■ DATA FOR THE TASK
//! Composite suspicion score and per-wallet result

use serde::{Deserialize, Serialize};
use std::fmt;

use crate::analysis::aggregate::Wallet;
use crate::analysis::cross_market::{self, CrossMarketStats};
use crate::analysis::timing::{self, TimingStats};
use crate::analysis::whale::{self, WhaleStats};
use crate::analysis::{statistical, MarketIndex};

/// Suspicion level derived from the total score
#[derive(Debug, Clone, Copy, PartialEq, Eq, PartialOrd, Ord, Hash, Serialize, Deserialize)]
#[serde(rename_all = "lowercase")]
pub enum SuspicionLevel {
    Low,
    Medium,
    High,
    Critical,
}

impl SuspicionLevel {
    /// Classify a score. Boundaries are inclusive: 8 is critical, 5 high,
    /// 3 medium.
    pub fn from_score(score: u32) -> Self {
        match score {
            s if s >= 8 => SuspicionLevel::Critical,
            s if s >= 5 => SuspicionLevel::High,
            s if s >= 3 => SuspicionLevel::Medium,
            _ => SuspicionLevel::Low,
        }
    }

    /// Anything above low is flagged
    pub fn is_flagged(&self) -> bool {
        *self != SuspicionLevel::Low
    }
}

impl fmt::Display for SuspicionLevel {
    fn fmt(&self, f: &mut fmt::Formatter<'_>) -> fmt::Result {
        match self {
            SuspicionLevel::Low => write!(f, "low"),
            SuspicionLevel::Medium => write!(f, "medium"),
            SuspicionLevel::High => write!(f, "high"),
            SuspicionLevel::Critical => write!(f, "critical"),
        }
    }
}

/// Points contributed by each analyzer
#[derive(Debug, Clone, Copy, Default, PartialEq, Eq, Serialize)]
pub struct SubScores {
    pub statistical: u32,
    pub timing: u32,
    pub cross_market: u32,
    pub whale: u32,
}

impl SubScores {
    /// Unweighted sum
    pub fn total(&self) -> u32 {
        self.statistical + self.timing + self.cross_market + self.whale
    }
}

/// Full analysis of one wallet
#[derive(Debug, Clone, PartialEq, Serialize)]
pub struct WalletAnalysis {
    pub address: String,
    pub pseudonyms: Vec<String>,
    pub trade_count: usize,
    pub unique_markets: usize,
    pub total_volume: f64,

    // Win/loss
    pub scored_trades: usize,
    pub wins: usize,
    pub losses: usize,
    pub verified_trades: usize,
    pub approximated_trades: usize,
    pub win_rate: f64,
    pub resolved_win_rate: Option<f64>,
    pub p_value: f64,
    pub total_pnl: f64,
    pub total_stake: f64,
    pub roi: f64,

    pub timing: TimingStats,
    pub cross_market: CrossMarketStats,
    pub whale: WhaleStats,

    pub sub_scores: SubScores,
    pub suspicion_score: u32,
    pub suspicion_level: SuspicionLevel,

    // Filled after clustering
    pub cluster_id: Option<u32>,
    pub cluster_size: usize,
    pub shared_funding_source: Option<String>,
}

impl WalletAnalysis {
    pub fn is_flagged(&self) -> bool {
        self.suspicion_level.is_flagged()
    }

    /// Drop any cluster assignment
    pub fn clear_cluster(&mut self) {
        self.cluster_id = None;
        self.cluster_size = 1;
        self.shared_funding_source = None;
    }
}

/// Run every analyzer over one wallet.
///
/// Returns `None` for wallets without enough scorable trades.
pub fn analyze_wallet(wallet: &Wallet, markets: &MarketIndex) -> Option<WalletAnalysis> {
    let stats = statistical::analyze(&wallet.trades, markets)?;
    let timing = timing::analyze(&wallet.trades, markets);
    let cross_market = cross_market::analyze(&wallet.trades);
    let whale = whale::analyze(&wallet.trades, markets);

    let sub_scores = SubScores {
        statistical: stats.score,
        timing: timing.score,
        cross_market: cross_market.score,
        whale: whale.score,
    };
    let suspicion_score = sub_scores.total();

    Some(WalletAnalysis {
        address: wallet.address.clone(),
        pseudonyms: wallet.pseudonyms.clone(),
        trade_count: wallet.trade_count(),
        unique_markets: wallet.unique_markets(),
        total_volume: wallet.total_volume,
        scored_trades: stats.scored_trades,
        wins: stats.wins,
        losses: stats.losses,
        verified_trades: stats.verified_trades,
        approximated_trades: stats.approximated_trades,
        win_rate: stats.win_rate,
        resolved_win_rate: stats.resolved_win_rate,
        p_value: stats.p_value,
        total_pnl: stats.total_pnl,
        total_stake: stats.total_stake,
        roi: stats.roi,
        timing,
        cross_market,
        whale,
        sub_scores,
        suspicion_score,
        suspicion_level: SuspicionLevel::from_score(suspicion_score),
        cluster_id: None,
        cluster_size: 1,
        shared_funding_source: None,
    })
}
//! Per-wallet trade aggregation

use serde::Serialize;
use std::collections::{BTreeMap, BTreeSet, HashSet};

use crate::source::Trade;

/// Minimum trades before a wallet is scored
pub const MIN_TRADES: usize = 3;

/// All trades of one wallet
#[derive(Debug, Clone, Serialize)]
pub struct Wallet {
    /// Lowercase address
    pub address: String,
    pub trades: Vec<Trade>,
    /// Sum of amount x price over all trades
    pub total_volume: f64,
    /// Display names seen on this wallet's trades
    pub pseudonyms: Vec<String>,
}

impl Wallet {
    pub fn trade_count(&self) -> usize {
        self.trades.len()
    }

    /// Enough trades to be worth scoring
    pub fn is_scorable(&self) -> bool {
        self.trades.len() >= MIN_TRADES
    }

    /// Distinct markets traded
    pub fn unique_markets(&self) -> usize {
        self.trades
            .iter()
            .map(|t| t.market_id.to_lowercase())
            .collect::<HashSet<_>>()
            .len()
    }
}

/// Group trades by (case-normalized) wallet address.
///
/// Wallets come back sorted by address. Trades without a wallet are dropped.
pub fn aggregate_by_wallet(trades: &[Trade]) -> Vec<Wallet> {
    let mut grouped: BTreeMap<String, (Vec<Trade>, f64, BTreeSet<String>)> = BTreeMap::new();

    for trade in trades {
        if trade.wallet.is_empty() {
            continue;
        }
        let (wallet_trades, volume, names) = grouped
            .entry(trade.wallet.to_lowercase())
            .or_insert_with(|| (Vec::new(), 0.0, BTreeSet::new()));
        wallet_trades.push(trade.clone());
        *volume += trade.stake();
        if let Some(name) = &trade.pseudonym {
            names.insert(name.clone());
        }
    }

    grouped
        .into_iter()
        .map(|(address, (trades, total_volume, names))| Wallet {
            address,
            trades,
            total_volume,
            pseudonyms: names.into_iter().collect(),
        })
        .collect()
}

#[cfg(test)]
mod tests {
    use super::*;
    use crate::source::fixtures::trade;
    use crate::source::Side;

    #[test]
    fn test_groups_case_insensitively() {
        let mut named = trade("0xAB", "m2", Side::Sell, "No", 20.0, 0.5);
        named.pseudonym = Some("whale-watcher".to_string());
        let trades = vec![
            trade("0xab", "m1", Side::Buy, "Yes", 10.0, 0.2),
            named,
            trade("0xcd", "m1", Side::Buy, "Yes", 5.0, 0.4),
            trade("", "m1", Side::Buy, "Yes", 5.0, 0.4),
        ];

        let wallets = aggregate_by_wallet(&trades);
        assert_eq!(wallets.len(), 2);

        let ab = &wallets[0];
        assert_eq!(ab.address, "0xab");
        assert_eq!(ab.trade_count(), 2);
        assert!((ab.total_volume - 12.0).abs() < 1e-9);
        assert_eq!(ab.pseudonyms, vec!["whale-watcher".to_string()]);
        assert_eq!(ab.unique_markets(), 2);

        assert_eq!(wallets[1].address, "0xcd");
    }

    #[test]
    fn test_unique_markets_ignores_id_case() {
        let trades = vec![
            trade("0xa", "0xMarket", Side::Buy, "Yes", 1.0, 0.5),
            trade("0xa", "0xmarket", Side::Buy, "Yes", 1.0, 0.5),
            trade("0xa", "0xother", Side::Buy, "Yes", 1.0, 0.5),
        ];
        let wallets = aggregate_by_wallet(&trades);
        assert_eq!(wallets[0].unique_markets(), 2);
    }

    #[test]
    fn test_scorable_threshold() {
        let trades: Vec<Trade> = (0..MIN_TRADES)
            .map(|i| trade("0xa", &format!("m{}", i), Side::Buy, "Yes", 1.0, 0.5))
            .collect();
        let wallets = aggregate_by_wallet(&trades);
        assert!(wallets[0].is_scorable());

        let wallets = aggregate_by_wallet(&trades[..MIN_TRADES - 1]);
        assert!(!wallets[0].is_scorable());
    }
}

■ PROBLEM STATEMENT
Every line in the data above that contains "grouped" needs to be copied.

■ YOUR SOLUTION
    let mut grouped: BTreeMap<String, (Vec<Trade>, f64, BTreeSet<String>)> = BTreeMap::new();
        let (wallet_trades, volume, names) = grouped
    grouped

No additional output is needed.